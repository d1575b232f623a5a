//! Hessian evaluation and curvature analysis.

use nalgebra::{DMatrix, SymmetricEigen};

use crate::Potential;

/// Default relative step used by the finite-difference Hessian.
pub const DEFAULT_FD_STEP: f64 = 1e-5;

/// Central finite-difference Hessian built from gradient evaluations.
///
/// Column `j` is `(g(x + h e_j) - g(x - h e_j)) / 2h` with
/// `h = step * max(1, |x_j|)`; the result is symmetrised.
pub fn finite_difference_hessian(potential: &dyn Potential, x: &[f64], step: f64) -> DMatrix<f64> {
    let n = x.len();
    let mut hessian = DMatrix::<f64>::zeros(n, n);
    let mut probe = x.to_vec();
    for j in 0..n {
        let h = step * x[j].abs().max(1.0);
        probe[j] = x[j] + h;
        let forward = potential.gradient(&probe);
        probe[j] = x[j] - h;
        let backward = potential.gradient(&probe);
        probe[j] = x[j];
        for i in 0..n {
            hessian[(i, j)] = (forward[i] - backward[i]) / (2.0 * h);
        }
    }
    0.5 * (&hessian + hessian.transpose())
}

/// Analytic Hessian when available, finite differences otherwise.
pub fn hessian_at(potential: &dyn Potential, x: &[f64], fd_step: f64) -> DMatrix<f64> {
    potential
        .hessian(x)
        .unwrap_or_else(|| finite_difference_hessian(potential, x, fd_step))
}

/// Eigen-decomposition of the Hessian, sorted by ascending eigenvalue.
#[derive(Debug, Clone, PartialEq)]
pub struct Curvature {
    /// Eigenvalues in ascending order.
    pub eigenvalues: Vec<f64>,
    /// Unit eigenvectors matching `eigenvalues`.
    pub eigenvectors: Vec<Vec<f64>>,
}

impl Curvature {
    /// Lowest eigenvalue and its eigenvector.
    pub fn lowest(&self) -> (f64, &[f64]) {
        (self.eigenvalues[0], &self.eigenvectors[0])
    }

    /// Number of eigenvalues strictly below `-tolerance`.
    pub fn negative_count(&self, tolerance: f64) -> usize {
        self.eigenvalues.iter().filter(|&&v| v < -tolerance).count()
    }
}

/// Computes the sorted Hessian spectrum at `x`.
pub fn curvature(potential: &dyn Potential, x: &[f64], fd_step: f64) -> Curvature {
    let hessian = hessian_at(potential, x, fd_step);
    let symmetric = 0.5 * (&hessian + hessian.transpose());
    let eigen = SymmetricEigen::new(symmetric);
    let mut order: Vec<usize> = (0..eigen.eigenvalues.len()).collect();
    order.sort_by(|&a, &b| {
        eigen.eigenvalues[a]
            .partial_cmp(&eigen.eigenvalues[b])
            .unwrap_or(std::cmp::Ordering::Equal)
    });
    let eigenvalues = order.iter().map(|&i| eigen.eigenvalues[i]).collect();
    let eigenvectors = order
        .iter()
        .map(|&i| eigen.eigenvectors.column(i).iter().copied().collect())
        .collect();
    Curvature {
        eigenvalues,
        eigenvectors,
    }
}
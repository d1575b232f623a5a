use std::collections::BTreeSet;

use topo_core::{MinimumId, TopoError};
use topo_land::{candidate_pairs, PairStrategy};
use topo_network::{KineticTransitionNetwork, SimilarityComparer};

fn id(raw: u64) -> MinimumId {
    MinimumId::from_raw(raw)
}

/// Minima on a line at 0, 1, 3, 7 and 15; values descend so id 4 is lowest.
fn line_network() -> KineticTransitionNetwork {
    let comparer = SimilarityComparer::absolute(0.1, 0.1, 1).unwrap();
    let mut network = KineticTransitionNetwork::new(comparer);
    for (x, value) in [(0.0, 0.0), (1.0, -1.0), (3.0, -2.0), (7.0, -3.0), (15.0, -4.0)] {
        network.add_minimum(&[x], value).unwrap();
    }
    network
}

fn join(network: &mut KineticTransitionNetwork, a: u64, b: u64, value: f64) {
    let x = network.minimum(id(a)).unwrap().point[0] + 0.5;
    assert!(network
        .add_transition_state(&[x], value, &[1.0], id(a), id(b))
        .unwrap()
        .is_inserted());
}

#[test]
fn closest_enumeration_with_one_neighbour() {
    let network = line_network();
    let pairs = candidate_pairs(&network, &PairStrategy::ClosestEnumeration { k: 1 }).unwrap();
    assert!(pairs.len() <= network.n_minima());
    assert_eq!(pairs, vec![(id(0), id(1)), (id(1), id(2)), (id(2), id(3)), (id(3), id(4))]);
}

#[test]
fn closest_enumeration_skips_connected_pairs() {
    let mut network = line_network();
    join(&mut network, 0, 1, 5.0);
    let pairs = candidate_pairs(&network, &PairStrategy::ClosestEnumeration { k: 1 }).unwrap();
    assert!(pairs.len() <= network.n_minima());
    for &(a, b) in &pairs {
        assert!(!network.are_connected(a, b));
        assert!(a < b);
    }
    let unique: BTreeSet<_> = pairs.iter().copied().collect();
    assert_eq!(unique.len(), pairs.len());
    assert_eq!(pairs[0], (id(0), id(2)));
}

#[test]
fn larger_k_never_repeats_a_pair() {
    let network = line_network();
    let pairs = candidate_pairs(&network, &PairStrategy::ClosestEnumeration { k: 10 }).unwrap();
    assert_eq!(pairs.len(), 10);
    let unique: BTreeSet<_> = pairs.iter().copied().collect();
    assert_eq!(unique.len(), 10);
}

#[test]
fn connect_unconnected_reaches_into_the_global_component() {
    let mut network = line_network();
    join(&mut network, 3, 4, 1.0);
    let pairs = candidate_pairs(&network, &PairStrategy::ConnectUnconnected { k: 1 }).unwrap();
    assert_eq!(pairs, vec![(id(0), id(3)), (id(1), id(3)), (id(2), id(3))]);

    join(&mut network, 2, 3, 1.0);
    join(&mut network, 1, 2, 1.0);
    join(&mut network, 0, 1, 1.0);
    assert!(candidate_pairs(&network, &PairStrategy::ConnectUnconnected { k: 2 })
        .unwrap()
        .is_empty());
}

#[test]
fn explicit_pairs_are_normalised_and_checked() {
    let network = line_network();
    let strategy = PairStrategy::Pairs {
        pairs: vec![(id(3), id(1)), (id(1), id(3)), (id(2), id(2)), (id(0), id(4))],
    };
    let pairs = candidate_pairs(&network, &strategy).unwrap();
    assert_eq!(pairs, vec![(id(1), id(3)), (id(0), id(4))]);

    let unknown = PairStrategy::Pairs {
        pairs: vec![(id(0), id(9))],
    };
    assert!(matches!(
        candidate_pairs(&network, &unknown),
        Err(TopoError::Network(_))
    ));
}

#[test]
fn empty_network_has_no_pairs() {
    let network = KineticTransitionNetwork::new(SimilarityComparer::absolute(0.1, 0.1, 2).unwrap());
    for strategy in [
        PairStrategy::ClosestEnumeration { k: 3 },
        PairStrategy::ConnectUnconnected { k: 3 },
    ] {
        assert!(candidate_pairs(&network, &strategy).unwrap().is_empty());
    }
}
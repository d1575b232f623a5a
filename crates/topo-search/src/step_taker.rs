use topo_core::{Bounds, RngHandle};

use crate::config::StepTakerConfig;

/// Proposes randomly displaced points for basin hopping.
///
/// Each coordinate moves by a uniform draw from
/// `[-displacement_i, displacement_i]`; the result is clamped into the domain.
#[derive(Debug, Clone, PartialEq)]
pub struct PerturbationStepTaker {
    bounds: Bounds,
    displacements: Vec<f64>,
}

impl PerturbationStepTaker {
    /// Resolves the configured displacement against `bounds`.
    pub fn new(config: &StepTakerConfig, bounds: &Bounds) -> Self {
        let displacements = if config.proportional {
            bounds
                .ranges()
                .iter()
                .map(|range| config.max_displacement * range)
                .collect()
        } else {
            vec![config.max_displacement; bounds.dimension()]
        };
        Self {
            bounds: bounds.clone(),
            displacements,
        }
    }

    /// Current per-coordinate displacement limits.
    pub fn displacements(&self) -> &[f64] {
        &self.displacements
    }

    /// Multiplies every displacement limit by `factor`.
    pub fn scale(&mut self, factor: f64) {
        for d in &mut self.displacements {
            *d *= factor;
        }
    }

    /// Draws a candidate around `point`.
    pub fn propose(&self, point: &[f64], rng: &mut RngHandle) -> Vec<f64> {
        let mut candidate: Vec<f64> = point
            .iter()
            .zip(&self.displacements)
            .map(|(x, d)| x + rng.uniform_in(-d, *d))
            .collect();
        self.bounds.clamp(&mut candidate);
        candidate
    }
}
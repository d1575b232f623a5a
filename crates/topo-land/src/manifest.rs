use std::collections::BTreeMap;
use std::path::Path;

use chrono::Utc;
use serde::{Deserialize, Serialize};
use topo_core::errors::TopoError;
use topo_core::RunProvenance;
use topo_network::NetworkSummary;

use crate::plan::Plan;
use crate::serde::{read_json, write_canonical_json};

/// Record of a completed exploration run.
#[derive(Debug, Clone, PartialEq, Serialize, Deserialize)]
pub struct RunManifest {
    /// Plan that drove the run.
    pub plan: Plan,
    /// Hashes, seed and timestamp.
    pub provenance: RunProvenance,
    /// Network statistics at the end of the run.
    pub summary: NetworkSummary,
    /// Names of the network files, relative to the run directory.
    pub network_files: Vec<String>,
}

impl RunManifest {
    /// Stamps a manifest for `plan` with the current time.
    pub fn new(
        plan: &Plan,
        potential: &str,
        network_hash: String,
        summary: NetworkSummary,
        network_files: Vec<String>,
    ) -> Result<Self, TopoError> {
        let mut tool_versions = BTreeMap::new();
        tool_versions.insert("topo-land".to_string(), env!("CARGO_PKG_VERSION").to_string());
        Ok(Self {
            plan: plan.clone(),
            provenance: RunProvenance {
                plan_hash: plan.plan_hash()?,
                network_hash,
                potential: potential.to_string(),
                seed: plan.seed,
                created_at: Utc::now().to_rfc3339(),
                tool_versions,
            },
            summary,
            network_files,
        })
    }

    /// Writes the manifest as canonical JSON.
    pub fn write(&self, path: &Path) -> Result<(), TopoError> {
        write_canonical_json(path, self)
    }

    /// Loads a manifest from disk.
    pub fn load(path: &Path) -> Result<Self, TopoError> {
        read_json(path)
    }
}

----------

## To do
Starting at the line above that contains "assert!(!network.are_connected(a, b));", repeat each line exactly up to and including the line that contains "filename crates/topo-search/src/step_taker.rs", and stop there.

## Reply
        assert!(!network.are_connected(a, b));
        assert!(a < b);
    }
    let unique: BTreeSet<_> = pairs.iter().copied().collect();
    assert_eq!(unique.len(), pairs.len());
    assert_eq!(pairs[0], (id(0), id(2)));
}

#[test]
fn larger_k_never_repeats_a_pair() {
    let network = line_network();
    let pairs = candidate_pairs(&network, &PairStrategy::ClosestEnumeration { k: 10 }).unwrap();
    assert_eq!(pairs.len(), 10);
    let unique: BTreeSet<_> = pairs.iter().copied().collect();
    assert_eq!(unique.len(), 10);
}

#[test]
fn connect_unconnected_reaches_into_the_global_component() {
    let mut network = line_network();
    join(&mut network, 3, 4, 1.0);
    let pairs = candidate_pairs(&network, &PairStrategy::ConnectUnconnected { k: 1 }).unwrap();
    assert_eq!(pairs, vec![(id(0), id(3)), (id(1), id(3)), (id(2), id(3))]);

    join(&mut network, 2, 3, 1.0);
    join(&mut network, 1, 2, 1.0);
    join(&mut network, 0, 1, 1.0);
    assert!(candidate_pairs(&network, &PairStrategy::ConnectUnconnected { k: 2 })
        .unwrap()
        .is_empty());
}

#[test]
fn explicit_pairs_are_normalised_and_checked() {
    let network = line_network();
    let strategy = PairStrategy::Pairs {
        pairs: vec![(id(3), id(1)), (id(1), id(3)), (id(2), id(2)), (id(0), id(4))],
    };
    let pairs = candidate_pairs(&network, &strategy).unwrap();
    assert_eq!(pairs, vec![(id(1), id(3)), (id(0), id(4))]);

    let unknown = PairStrategy::Pairs {
        pairs: vec![(id(0), id(9))],
    };
    assert!(matches!(
        candidate_pairs(&network, &unknown),
        Err(TopoError::Network(_))
    ));
}

#[test]
fn empty_network_has_no_pairs() {
    let network = KineticTransitionNetwork::new(SimilarityComparer::absolute(0.1, 0.1, 2).unwrap());
    for strategy in [
        PairStrategy::ClosestEnumeration { k: 3 },
        PairStrategy::ConnectUnconnected { k: 3 },
    ] {
        assert!(candidate_pairs(&network, &strategy).unwrap().is_empty());
    }
}
repository d1575b232f623a5a
filename crates/topo-search/src/step_taker.rs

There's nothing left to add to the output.